→ Exercise: Starting with the line that mentions "let settings = config::Config::builder()", repeat each line verbatim until the entries end, both ends included.

→ Provided information:
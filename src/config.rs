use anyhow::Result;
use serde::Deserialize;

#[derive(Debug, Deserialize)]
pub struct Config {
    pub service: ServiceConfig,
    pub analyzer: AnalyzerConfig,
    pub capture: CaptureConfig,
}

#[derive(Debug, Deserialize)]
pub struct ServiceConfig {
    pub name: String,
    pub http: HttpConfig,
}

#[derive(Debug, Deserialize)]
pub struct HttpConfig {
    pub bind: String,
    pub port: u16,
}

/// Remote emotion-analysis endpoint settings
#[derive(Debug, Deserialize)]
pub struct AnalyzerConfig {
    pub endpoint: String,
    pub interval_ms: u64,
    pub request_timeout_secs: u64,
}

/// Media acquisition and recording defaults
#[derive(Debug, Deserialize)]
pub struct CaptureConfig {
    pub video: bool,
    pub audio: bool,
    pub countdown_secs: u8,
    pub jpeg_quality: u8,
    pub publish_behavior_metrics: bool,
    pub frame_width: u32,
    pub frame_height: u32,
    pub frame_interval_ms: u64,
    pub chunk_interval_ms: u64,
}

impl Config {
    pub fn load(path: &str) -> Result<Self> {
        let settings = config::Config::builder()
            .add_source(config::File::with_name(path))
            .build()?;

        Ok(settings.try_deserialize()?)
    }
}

→ Task result:
        let settings = config::Config::builder()
            .add_source(config::File::with_name(path))
            .build()?;

        Ok(settings.try_deserialize()?)
    }
}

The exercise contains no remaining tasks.